EP 026: Dealing with Dodd Frank in Real Estate Investing
Sep 30, 2019
56:18
EP 026: Dealing with Dodd-Frank in Real Estate Investing When does Dodd-Frank affect you? How can you ensure that you are protected in case you’re taken to court? Should you use trusts and mortgage loan originators? Dodd-Frank is a Federal Act that affects real estate investors like you and me. But do you need to be worried about it? And how can you ensure that you don’t get caught up in its 2000 pages of rules and regulations? Instead of trying to pour over thousands of pages of an act, I decided to invite our friend Bill Walston back onto the show. Bill has a CPA, a graduate degree in tax law combined with 30 years of experience in property investment. Bill shares the steps you need to take to ensure that you’ve done your part to protect your real estate business.
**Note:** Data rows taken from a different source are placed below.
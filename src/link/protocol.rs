//wire payloads, little-endian packed

//MAVLink ids kept so a real autopilot bridge can map them 1:1
pub const MAV_TYPE_GCS: u8 = 6;
pub const MAV_AUTOPILOT_INVALID: u8 = 8;
pub const MAV_STATE_ACTIVE: u8 = 4;

pub const MAV_CMD_CONDITION_YAW: u16 = 115;
pub const MAV_CMD_CONDITION_CHANGE_ALT: u16 = 113;

/// Fixed-layout message that can be copied straight to and from the wire.
///
/// # Safety
/// Implementors must be `repr(C, packed)` plain data where every bit pattern
/// is a valid value.
pub unsafe trait WireMessage: Copy{
    const SIZE: usize = std::mem::size_of::<Self>();

    fn from_bytes(data: &[u8]) -> Option<Self>{
        if data.len() < Self::SIZE{
            return None;
        }
        unsafe{
            Some(std::ptr::read_unaligned(data.as_ptr() as *const Self))
        }
    }

    fn to_bytes(&self) -> Vec<u8>{
        let mut bytes = vec![0u8; Self::SIZE];
        unsafe{
            std::ptr::copy_nonoverlapping(
                self as *const Self as *const u8,
                bytes.as_mut_ptr(),
                Self::SIZE
            );
        }
        bytes
    }
}

#[repr(C, packed)]
#[derive(Clone, Copy, Debug, Default)]
pub struct HeartbeatMsg{
    pub custom_mode: u32,
    pub vehicle_type: u8,
    pub autopilot: u8,
    pub base_mode: u8,
    pub system_status: u8,
}

#[repr(C, packed)]
#[derive(Clone, Copy, Debug, Default)]
pub struct AttitudeMsg{
    pub time_boot_ms: u32,
    pub roll: f32,        //rad
    pub pitch: f32,
    pub yaw: f32,
    pub rollspeed: f32,   //rad/s
    pub pitchspeed: f32,
    pub yawspeed: f32,
}

#[repr(C, packed)]
#[derive(Clone, Copy, Debug, Default)]
pub struct LocalPositionMsg{
    pub time_boot_ms: u32,
    pub x: f32,           //m, local frame
    pub y: f32,
    pub z: f32,
    pub vx: f32,          //m/s
    pub vy: f32,
    pub vz: f32,
}

#[repr(C, packed)]
#[derive(Clone, Copy, Debug, Default)]
pub struct CommandLongMsg{
    pub command: u16,
    pub confirmation: u8,
    pub params: [f32; 7],
}

unsafe impl WireMessage for HeartbeatMsg{}
unsafe impl WireMessage for AttitudeMsg{}
unsafe impl WireMessage for LocalPositionMsg{}
unsafe impl WireMessage for CommandLongMsg{}

//message sizes
pub const HEARTBEAT_MSG_SIZE: usize = 8;         //u32 + 4 * u8
pub const ATTITUDE_MSG_SIZE: usize = 28;         //u32 + 6 * f32
pub const LOCAL_POSITION_MSG_SIZE: usize = 28;   //u32 + 6 * f32
pub const COMMAND_LONG_MSG_SIZE: usize = 31;     //u16 + u8 + 7 * f32

impl HeartbeatMsg{
    pub fn ground_station() -> Self{
        HeartbeatMsg{
            custom_mode: 0,
            vehicle_type: MAV_TYPE_GCS,
            autopilot: MAV_AUTOPILOT_INVALID,
            base_mode: 0,
            system_status: MAV_STATE_ACTIVE,
        }
    }
}

impl CommandLongMsg{
    pub fn new(command: u16, params: [f32; 7]) -> Self{
        CommandLongMsg{ command, confirmation: 0, params }
    }
}
/**
 * Telemetry Fusion
 *
 * Attitude and local position arrive as separate, unsynchronised streams,
 * each in its own inbox queue. One fusion cycle polls both for up to a
 * second and merges the two readings into a single TelemetryData snapshot.
 */

pub mod worker;

pub use worker::{telemetry_worker, TelemetryArgs};

use std::fmt;
use std::thread;
use std::time::{Duration, Instant};

use serde::{Deserialize, Serialize};
use thiserror::Error;
use tracing::debug;

use crate::link::{AttitudeMsg, LinkInbox, LinkMessage, LocalPositionMsg, MessageKind};

/// Longest a fusion cycle waits for both streams.
pub const FUSION_DEADLINE: Duration = Duration::from_secs(1);

const POLL_INTERVAL: Duration = Duration::from_millis(10);

/// One fused reading of the vehicle state. `None` means unknown, never zero.
#[derive(Debug, Clone, Copy, Default, PartialEq, Serialize, Deserialize)]
pub struct TelemetryData{
    pub time_since_boot: Option<u64>, //ms
    pub x: Option<f64>,               //m, local frame
    pub y: Option<f64>,
    pub z: Option<f64>,
    pub x_velocity: Option<f64>,      //m/s
    pub y_velocity: Option<f64>,
    pub z_velocity: Option<f64>,
    pub roll: Option<f64>,            //rad
    pub pitch: Option<f64>,
    pub yaw: Option<f64>,
    pub roll_speed: Option<f64>,      //rad/s
    pub pitch_speed: Option<f64>,
    pub yaw_speed: Option<f64>,
}

struct Field<'a, T>(&'a Option<T>);

impl<T: fmt::Display> fmt::Display for Field<'_, T>{
    fn fmt(&self, f: &mut fmt::Formatter<'_>) -> fmt::Result{
        match self.0{
            Some(v) => v.fmt(f),
            None => f.write_str("None"),
        }
    }
}

impl fmt::Display for TelemetryData{
    fn fmt(&self, f: &mut fmt::Formatter<'_>) -> fmt::Result{
        write!(
            f,
            "{{time_since_boot: {}, x: {}, y: {}, z: {}, x_velocity: {}, y_velocity: {}, z_velocity: {}, \
             roll: {}, pitch: {}, yaw: {}, roll_speed: {}, pitch_speed: {}, yaw_speed: {}}}",
            Field(&self.time_since_boot),
            Field(&self.x),
            Field(&self.y),
            Field(&self.z),
            Field(&self.x_velocity),
            Field(&self.y_velocity),
            Field(&self.z_velocity),
            Field(&self.roll),
            Field(&self.pitch),
            Field(&self.yaw),
            Field(&self.roll_speed),
            Field(&self.pitch_speed),
            Field(&self.yaw_speed),
        )
    }
}

#[derive(Debug, Error, PartialEq, Eq)]
pub enum FusionError{
    /// Flags name the streams that produced nothing before the deadline.
    #[error("telemetry incomplete after deadline (attitude missing: {attitude}, position missing: {position})")]
    Timeout{ attitude: bool, position: bool },
}

/// Merge one attitude and one position reading.
pub fn fuse(attitude: &AttitudeMsg, position: &LocalPositionMsg) -> TelemetryData{
    let time_att = attitude.time_boot_ms;
    let time_pos = position.time_boot_ms;

    TelemetryData{
        time_since_boot: Some(u64::from(time_att.max(time_pos))),
        x: Some(f64::from(position.x)),
        y: Some(f64::from(position.y)),
        z: Some(f64::from(position.z)),
        x_velocity: Some(f64::from(position.vx)),
        y_velocity: Some(f64::from(position.vy)),
        z_velocity: Some(f64::from(position.vz)),
        roll: Some(f64::from(attitude.roll)),
        pitch: Some(f64::from(attitude.pitch)),
        yaw: Some(f64::from(attitude.yaw)),
        roll_speed: Some(f64::from(attitude.rollspeed)),
        pitch_speed: Some(f64::from(attitude.pitchspeed)),
        yaw_speed: Some(f64::from(attitude.yawspeed)),
    }
}

pub struct TelemetryFusion{
    inbox: LinkInbox,
    deadline: Duration,
}

impl TelemetryFusion{
    pub fn create(inbox: LinkInbox) -> Self{
        TelemetryFusion{
            inbox,
            deadline: FUSION_DEADLINE,
        }
    }

    pub fn with_deadline(mut self, deadline: Duration) -> Self{
        self.deadline = deadline;
        self
    }

    /// One fusion cycle: non-blocking polls every 10 ms until both streams
    /// have delivered or the deadline passes.
    pub fn run(&self) -> Result<TelemetryData, FusionError>{
        let start = Instant::now();
        let mut attitude = None;
        let mut position = None;

        loop{
            if attitude.is_none(){
                if let Some(LinkMessage::Attitude(msg)) = self.inbox.receive(MessageKind::Attitude, false, Duration::ZERO){
                    attitude = Some(msg);
                }
            }
            if position.is_none(){
                if let Some(LinkMessage::LocalPosition(msg)) = self.inbox.receive(MessageKind::LocalPosition, false, Duration::ZERO){
                    position = Some(msg);
                }
            }

            if let (Some(att), Some(pos)) = (&attitude, &position){
                let data = fuse(att, pos);
                debug!(%data, "telemetry fused");
                return Ok(data);
            }
            if start.elapsed() >= self.deadline{
                return Err(FusionError::Timeout{
                    attitude: attitude.is_none(),
                    position: position.is_none(),
                });
            }
            thread::sleep(POLL_INTERVAL);
        }
    }
}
He also outlines how to ensure the burden of proof doesn’t fall on you, as an investor or lender, if you’re ever taken to court under the Dodd-Frank Act. In this episode, we cover the following about the Dodd-Frank Wall Street Reform and Consumer Protection Act
- Why the law exists and what it is trying to do.
- How to know if you fall under the Act.
- What steps to take if you do fall under the Act.
- When and why buyers can take you to court, and how to be well prepared for this.